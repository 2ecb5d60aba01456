use std::sync::Arc;

use serde_json::json;
use tracing::{debug, error, info, warn};
use uuid::Uuid;

use super::embedding_worker::EmbeddingIndexer;
use crate::agent::TurnOutcome;
use crate::db::{CanvasStore, ChatStore, EmbeddingStore};
use crate::errors::AppError;
use crate::models::{Canvas, Conversation, CreateConversationRequest, Message, MessageRole, NewMessage};

pub const MAX_MESSAGE_LENGTH: usize = 32_000;
const DEFAULT_TITLE: &str = "New Conversation";
const MAX_TITLE_LENGTH: usize = 200;

/// Conversation bookkeeping around agent turns.
#[derive(Clone)]
pub struct ChatService {
    chats: Arc<dyn ChatStore>,
    embeddings: Arc<dyn EmbeddingStore>,
    canvases: Arc<dyn CanvasStore>,
    indexer: Option<EmbeddingIndexer>,
}

impl ChatService {
    pub fn new<S>(store: Arc<S>) -> Self
    where
        S: ChatStore + EmbeddingStore + CanvasStore + 'static,
    {
        Self {
            chats: store.clone(),
            embeddings: store.clone(),
            canvases: store,
            indexer: None,
        }
    }

    /// Embeds new user messages inline as soon as they are stored.
    pub fn with_indexer(mut self, indexer: EmbeddingIndexer) -> Self {
        self.indexer = Some(indexer);
        self
    }

    pub fn canvas_store(&self) -> Arc<dyn CanvasStore> {
        self.canvases.clone()
    }

    // ── Validation ────────────────────────────────────────────────────────────

    pub fn validate_id(id: &str) -> Result<(), AppError> {
        Uuid::parse_str(id)
            .map(|_| ())
            .map_err(|_| AppError::InvalidId { id: id.to_string() })
    }

    pub fn validate_message(message: &str) -> Result<(), AppError> {
        if message.trim().is_empty() {
            return Err(AppError::EmptyField { field_name: "message".to_string() });
        }
        let length = message.chars().count();
        if length > MAX_MESSAGE_LENGTH {
            return Err(AppError::FieldTooLong {
                field_name: "message".to_string(),
                max_length: MAX_MESSAGE_LENGTH,
                actual_length: length,
            });
        }
        Ok(())
    }

    /// Validates the id and loads the conversation, or `ConversationNotFound`.
    pub async fn require_conversation(&self, id: &str) -> Result<Conversation, AppError> {
        Self::validate_id(id)?;
        self.chats
            .get_conversation(id)
            .await?
            .ok_or_else(|| AppError::ConversationNotFound { id: id.to_string() })
    }

    // ── Conversations ─────────────────────────────────────────────────────────

    pub async fn get_conversations(&self) -> Result<Vec<Conversation>, AppError> {
        self.chats.list_conversations().await
    }

    pub async fn create_conversation(&self, request: CreateConversationRequest) -> Result<Conversation, AppError> {
        let title = request
            .title
            .map(|t| t.trim().to_string())
            .filter(|t| !t.is_empty())
            .unwrap_or_else(|| DEFAULT_TITLE.to_string());
        let length = title.chars().count();
        if length > MAX_TITLE_LENGTH {
            return Err(AppError::FieldTooLong {
                field_name: "title".to_string(),
                max_length: MAX_TITLE_LENGTH,
                actual_length: length,
            });
        }

        let mut conversation = Conversation::new(Uuid::new_v4().to_string(), title, request.conversation_type);
        conversation.project_id = request.project_id;
        conversation.folder_id = request.folder_id;
        let saved = self.chats.create_conversation(&conversation).await?;
        info!(conversation_id = %saved.id, kind = saved.conversation_type.as_str(), "Conversation created");
        Ok(saved)
    }

    pub async fn get_messages(&self, conversation_id: &str) -> Result<Vec<Message>, AppError> {
        self.require_conversation(conversation_id).await?;
        self.chats.list_messages(conversation_id).await
    }

    /// Deletes a conversation and everything it owns. Embedding cleanup is best-effort.
    pub async fn delete_conversation(&self, conversation_id: &str) -> Result<(), AppError> {
        Self::validate_id(conversation_id)?;
        if let Err(e) = self.embeddings.delete_embeddings(conversation_id).await {
            warn!(conversation_id, error = %e, "Embedding cleanup failed, deleting anyway");
        }
        if !self.chats.delete_conversation(conversation_id).await? {
            return Err(AppError::ConversationNotFound { id: conversation_id.to_string() });
        }
        info!(conversation_id, "Conversation deleted");
        Ok(())
    }

    /// Drops every message after `position`; returns how many were removed.
    pub async fn rewind(&self, conversation_id: &str, position: i64) -> Result<u64, AppError> {
        self.require_conversation(conversation_id).await?;
        if position < 0 {
            return Err(AppError::InvalidValue {
                field_name: "position".to_string(),
                message: "must be zero or greater".to_string(),
            });
        }
        let removed = self.chats.rewind(conversation_id, position).await?;
        info!(conversation_id, position, removed, "Conversation rewound");
        Ok(removed)
    }

    pub async fn get_canvas(&self, conversation_id: &str) -> Result<Canvas, AppError> {
        self.require_conversation(conversation_id).await?;
        self.canvases
            .get_canvas(conversation_id)
            .await?
            .ok_or_else(|| AppError::RecordNotFound {
                entity_type: "canvas".to_string(),
                id: conversation_id.to_string(),
            })
    }

    // ── Turns ─────────────────────────────────────────────────────────────────

    /// Stores the user message and returns the full history including it.
    pub async fn begin_turn(&self, conversation_id: &str, message: &str) -> Result<Vec<Message>, AppError> {
        Self::validate_message(message)?;
        let stored = self
            .chats
            .create_message(NewMessage::new(conversation_id, MessageRole::User, message))
            .await?;
        debug!(conversation_id, position = stored.position, "User message stored");

        if let Some(indexer) = self.indexer.clone() {
            let stored = stored.clone();
            tokio::spawn(async move {
                indexer
                    .embed_message(&stored.id, &stored.content, &stored.conversation_id)
                    .await;
            });
        }

        self.chats.list_messages(conversation_id).await
    }

    /// Persists every completed round: the assistant message carrying its
    /// tool-call records, then one `tool` message per call.
    pub async fn persist_outcome(&self, conversation_id: &str, outcome: &TurnOutcome) -> Result<usize, AppError> {
        let mut batch = Vec::new();
        for round in &outcome.rounds {
            if round.text.is_empty() && round.tool_calls.is_empty() {
                continue;
            }

            let mut assistant = NewMessage::new(conversation_id, MessageRole::Assistant, round.text.clone());
            if !round.tool_calls.is_empty() {
                let records = serde_json::to_value(&round.tool_calls)
                    .map_err(|e| AppError::Unexpected(format!("Failed to encode tool calls: {e}")))?;
                assistant = assistant.with_tool_calls(records);
            }
            batch.push(assistant);

            for (record, content) in round.tool_calls.iter().zip(&round.tool_results) {
                let meta = json!({
                    "tool_call_id": record.id,
                    "tool_name": record.tool_name,
                    "status": record.status,
                });
                batch.push(NewMessage::new(conversation_id, MessageRole::Tool, content.clone()).with_tool_calls(meta));
            }
        }
        let stored = self.chats.create_messages(batch).await?.len();

        if let Err(e) = self.chats.touch_conversation(conversation_id).await {
            error!(conversation_id, error = %e, "Failed to update conversation timestamp");
        }
        debug!(conversation_id, stored, "Turn persisted");
        Ok(stored)
    }
}

#[cfg(test)]
mod tests {
    use super::*;
    use crate::agent::{RoundRecord, Termination};
    use crate::db::memory::MemoryStore;
    use crate::models::{ConversationType, ToolCallRecord, ToolCallStatus};
    use pretty_assertions::assert_eq;

    fn request(title: Option<&str>) -> CreateConversationRequest {
        CreateConversationRequest {
            title: title.map(str::to_string),
            conversation_type: ConversationType::Chat,
            project_id: None,
            folder_id: None,
        }
    }

    async fn service_with_conversation() -> (ChatService, String) {
        let service = ChatService::new(Arc::new(MemoryStore::new()));
        let conv = service.create_conversation(request(Some("Test"))).await.unwrap();
        (service, conv.id)
    }

    #[test]
    fn message_validation() {
        assert!(ChatService::validate_message("hi").is_ok());
        assert!(ChatService::validate_message("  \n").unwrap_err().is_validation());
        let long = "x".repeat(MAX_MESSAGE_LENGTH + 1);
        assert!(matches!(
            ChatService::validate_message(&long),
            Err(AppError::FieldTooLong { actual_length, .. }) if actual_length == MAX_MESSAGE_LENGTH + 1
        ));
        assert!(ChatService::validate_id("not-a-uuid").unwrap_err().is_validation());
    }

    #[tokio::test]
    async fn create_defaults_title() {
        let service = ChatService::new(Arc::new(MemoryStore::new()));
        let conv = service.create_conversation(request(Some("   "))).await.unwrap();
        assert_eq!(conv.title, "New Conversation");
        assert_eq!(service.get_conversations().await.unwrap().len(), 1);
    }

    #[tokio::test]
    async fn unknown_conversation_is_not_found() {
        let service = ChatService::new(Arc::new(MemoryStore::new()));
        let id = Uuid::new_v4().to_string();
        assert!(service.get_messages(&id).await.unwrap_err().is_not_found());
        assert!(service.delete_conversation(&id).await.unwrap_err().is_not_found());
        assert!(service.get_messages("nope").await.unwrap_err().is_validation());
    }

    #[tokio::test]
    async fn persists_rounds_with_tool_messages() {
        let (service, id) = service_with_conversation().await;
        let history = service.begin_turn(&id, "list files").await.unwrap();
        assert_eq!(history.len(), 1);

        let outcome = TurnOutcome {
            termination: Termination::Done,
            rounds: vec![
                RoundRecord {
                    text: String::new(),
                    tool_calls: vec![ToolCallRecord {
                        id: "call_1".into(),
                        tool_name: "bash".into(),
                        arguments: json!({"command": "ls"}),
                        status: ToolCallStatus::Success,
                        output: json!({"stdout": "a.txt"}),
                        elapsed_seconds: 0.01,
                    }],
                    tool_results: vec![r#"{"stdout":"a.txt"}"#.into()],
                },
                RoundRecord { text: "One file.".into(), tool_calls: vec![], tool_results: vec![] },
            ],
            final_text: "One file.".into(),
        };
        assert_eq!(service.persist_outcome(&id, &outcome).await.unwrap(), 3);

        let messages = service.get_messages(&id).await.unwrap();
        let roles: Vec<MessageRole> = messages.iter().map(|m| m.role).collect();
        assert_eq!(roles, vec![MessageRole::User, MessageRole::Assistant, MessageRole::Tool, MessageRole::Assistant]);
        assert_eq!(messages[1].tool_calls.as_ref().unwrap()[0]["id"], "call_1");
        assert_eq!(
            messages[2].tool_calls,
            Some(json!({"tool_call_id": "call_1", "tool_name": "bash", "status": "success"}))
        );
        let positions: Vec<i64> = messages.iter().map(|m| m.position).collect();
        assert_eq!(positions, vec![0, 1, 2, 3]);
    }

    #[tokio::test]
    async fn rewind_drops_later_messages() {
        let (service, id) = service_with_conversation().await;
        for text in ["one", "two", "three"] {
            service.begin_turn(&id, text).await.unwrap();
        }
        assert_eq!(service.rewind(&id, 0).await.unwrap(), 2);
        assert_eq!(service.get_messages(&id).await.unwrap().len(), 1);
        assert!(service.rewind(&id, -1).await.unwrap_err().is_validation());
    }

    #[tokio::test]
    async fn missing_canvas_is_not_found() {
        let (service, id) = service_with_conversation().await;
        assert!(service.get_canvas(&id).await.unwrap_err().is_not_found());
        service.canvas_store().create_canvas(&id, "Doc", "# Hi").await.unwrap();
        assert_eq!(service.get_canvas(&id).await.unwrap().version, 1);
    }
}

---*---

Problem details
If a line in the entries above has the word "bash", copy it.

Exercise result
                        tool_name: "bash".into(),
            Some(json!({"tool_call_id": "call_1", "tool_name": "bash", "status": "success"}))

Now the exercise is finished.